__Exercise details__: Calculate how many lines of the data hold "tracing". The answer consists of that number only.

__Task data__:

------------------------------------------------------------------------

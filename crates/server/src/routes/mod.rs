//! HTTP route handlers for the marketplace API.
//!
//! # Route Structure
//!
//! ```text
//! GET  /health                                  - Liveness
//! GET  /health/ready                            - Readiness (database)
//!
//! # Listings
//! GET    /api/products                          - Search active listings
//! POST   /api/products                          - Create listing (store owner)
//! GET    /api/products/{id}                     - Listing with images
//! PUT    /api/products/{id}                     - Update listing (owner)
//! DELETE /api/products/{id}                     - Archive listing (owner)
//! GET    /api/products/{id}/similar             - Similar listings
//!
//! # Stores
//! POST /api/stores                              - Open a store
//! GET  /api/stores/{slug}                       - Public store page
//! PUT  /api/stores/{id}                         - Update profile (owner)
//! PUT  /api/stores/{id}/delivery                - Delivery settings (owner)
//! GET  /api/stores/{id}/delivery-quote          - Quote delivery
//! GET|POST       /api/stores/{id}/categories
//! PUT|DELETE     /api/stores/{id}/categories/{category_id}
//! GET|POST       /api/stores/{id}/services
//! PUT|DELETE     /api/stores/{id}/services/{service_id}
//!
//! # Taxonomy
//! GET  /api/categories                          - Category tree
//!
//! # Offers (auth)
//! GET|POST /api/offers
//! GET  /api/offers/{id}
//! POST /api/offers/{id}/accept|reject|withdraw|counter
//!
//! # Checkout (auth)
//! POST /api/checkout                            - Start Stripe Checkout
//! GET  /api/orders                              - Buyer's orders
//! POST /api/webhooks/stripe                     - Stripe events (signed)
//!
//! # Support (auth)
//! GET|POST /api/support/tickets
//! GET  /api/support/tickets/{id}
//! POST /api/support/tickets/{id}/messages
//!
//! # Admin
//! GET  /api/admin/curation                      - Curation queue
//! GET  /api/admin/products/{id}/images          - Images of a listing
//! POST /api/admin/products/{id}/images/complete - Finish curation
//! POST /api/admin/products/{id}/images/discover - Scan storage for images
//! GET  /api/admin/discovery-jobs/{id}           - Poll a scan
//! POST /api/admin/images/{id}/cycle             - Next image status
//! POST /api/admin/images/{id}/primary           - Set primary image
//! POST /api/admin/categories
//! PUT|DELETE /api/admin/categories/{id}
//! PUT  /api/admin/support/tickets/{id}/status
//! GET  /api/admin/webhooks/diagnostics
//! ```

pub mod categories;
pub mod checkout;
pub mod curation;
pub mod extract;
pub mod offers;
pub mod products;
pub mod stores;
pub mod support;
pub mod webhooks;

use axum::{
    Router,
    extract::State,
    http::{Request, Response, StatusCode},
    middleware::from_fn,
    routing::{get, post, put},
};
use tower_http::trace::{DefaultOnResponse, OnResponse, TraceLayer};
use tracing::Span;

use crate::db::ProfileRepository;
use crate::error::Result;
use crate::middleware::{
    AuthUser, api_rate_limiter, checkout_rate_limiter, request_id_middleware,
    security_headers_middleware,
};
use crate::state::AppState;

/// Make sure the caller has a `profile` row before writing rows that
/// reference it.
pub(crate) async fn ensure_profile(state: &AppState, user: &AuthUser) -> Result<()> {
    ProfileRepository::new(state.pool())
        .ensure(user.id, user.email.as_deref().unwrap_or_default())
        .await?;
    Ok(())
}

/// Create the listing routes router.
pub fn product_routes() -> Router<AppState> {
    Router::new()
        .route("/", get(products::index).post(products::create))
        .route(
            "/{id}",
            get(products::show)
                .put(products::update)
                .delete(products::archive),
        )
        .route("/{id}/similar", get(products::similar))
}

/// Create the store routes router.
pub fn store_routes() -> Router<AppState> {
    Router::new()
        .route("/", post(stores::create))
        // GET takes a slug, PUT takes a store ID
        .route("/{id}", get(stores::show).put(stores::update))
        .route("/{id}/delivery", put(stores::update_delivery))
        .route("/{id}/delivery-quote", get(stores::delivery_quote))
        .route(
            "/{id}/categories",
            get(stores::list_categories).post(stores::create_category),
        )
        .route(
            "/{id}/categories/{category_id}",
            put(stores::update_category).delete(stores::delete_category),
        )
        .route(
            "/{id}/services",
            get(stores::list_services).post(stores::create_service),
        )
        .route(
            "/{id}/services/{service_id}",
            put(stores::update_service).delete(stores::delete_service),
        )
}

/// Create the offer routes router.
pub fn offer_routes() -> Router<AppState> {
    Router::new()
        .route("/", get(offers::index).post(offers::create))
        .route("/{id}", get(offers::show))
        .route("/{id}/accept", post(offers::accept))
        .route("/{id}/reject", post(offers::reject))
        .route("/{id}/withdraw", post(offers::withdraw))
        .route("/{id}/counter", post(offers::counter))
}

/// Create the support routes router.
pub fn support_routes() -> Router<AppState> {
    Router::new()
        .route("/tickets", get(support::index).post(support::create))
        .route("/tickets/{id}", get(support::show))
        .route("/tickets/{id}/messages", post(support::add_message))
}

/// Create the admin routes router.
pub fn admin_routes() -> Router<AppState> {
    Router::new()
        .route("/curation", get(curation::queue))
        .route("/products/{id}/images", get(curation::product_images))
        .route("/products/{id}/images/complete", post(curation::complete))
        .route("/products/{id}/images/discover", post(curation::discover))
        .route("/discovery-jobs/{id}", get(curation::discovery_job))
        .route("/images/{id}/cycle", post(curation::cycle))
        .route("/images/{id}/primary", post(curation::primary))
        .route("/categories", post(categories::create))
        .route(
            "/categories/{id}",
            put(categories::update).delete(categories::delete),
        )
        .route("/support/tickets/{id}/status", put(support::set_status))
        .route("/webhooks/diagnostics", get(webhooks::diagnostics))
}

/// All `/api` routes.
///
/// With `rate_limit` set, checkout gets its own tighter limiter and the rest
/// of the API shares the general one. The webhook is never limited.
pub fn api_routes(rate_limit: bool) -> Router<AppState> {
    let mut checkout = Router::new().route("/checkout", post(checkout::checkout));
    if rate_limit {
        checkout = checkout.layer(checkout_rate_limiter());
    }

    let mut api = Router::new()
        .nest("/products", product_routes())
        .nest("/stores", store_routes())
        .route("/categories", get(categories::tree))
        .nest("/offers", offer_routes())
        .route("/orders", get(checkout::orders))
        .nest("/support", support_routes())
        .nest("/admin", admin_routes())
        .merge(checkout);
    if rate_limit {
        api = api.layer(api_rate_limiter());
    }

    api.route("/webhooks/stripe", post(webhooks::stripe))
}

fn build(state: AppState, rate_limit: bool) -> Router {
    Router::new()
        .route("/health", get(health))
        .route("/health/ready", get(readiness))
        .nest("/api", api_routes(rate_limit))
        .layer(from_fn(security_headers_middleware))
        .layer(from_fn(request_id_middleware))
        .layer(
            TraceLayer::new_for_http()
                .make_span_with(|request: &Request<_>| {
                    tracing::info_span!(
                        "http_request",
                        method = %request.method(),
                        uri = %request.uri(),
                        request_id = tracing::field::Empty,
                        status = tracing::field::Empty,
                        latency_ms = tracing::field::Empty,
                    )
                })
                .on_response(
                    |response: &Response<_>, latency: std::time::Duration, span: &Span| {
                        span.record("status", response.status().as_u16());
                        span.record(
                            "latency_ms",
                            u64::try_from(latency.as_millis()).unwrap_or(u64::MAX),
                        );
                        DefaultOnResponse::default().on_response(response, latency, span);
                    },
                ),
        )
        .with_state(state)
}

/// The full application without rate limiting.
pub fn app(state: AppState) -> Router {
    build(state, false)
}

/// The full application with per-client rate limits.
///
/// Clients are keyed by proxy headers or the peer address, so serve it with
/// `into_make_service_with_connect_info::<SocketAddr>()`.
pub fn rate_limited_app(state: AppState) -> Router {
    build(state, true)
}

/// Liveness health check endpoint.
///
/// Returns "ok" if the server is running. Does not check dependencies.
async fn health() -> &'static str {
    "ok"
}

/// Readiness health check endpoint.
///
/// Returns 503 Service Unavailable if the database is not reachable.
async fn readiness(State(state): State<AppState>) -> StatusCode {
    match sqlx::query("SELECT 1").fetch_one(state.pool()).await {
        Ok(_) => StatusCode::OK,
        Err(_) => StatusCode::SERVICE_UNAVAILABLE,
    }
}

------------------------------------------------------------------------

__Solution to this task__: 5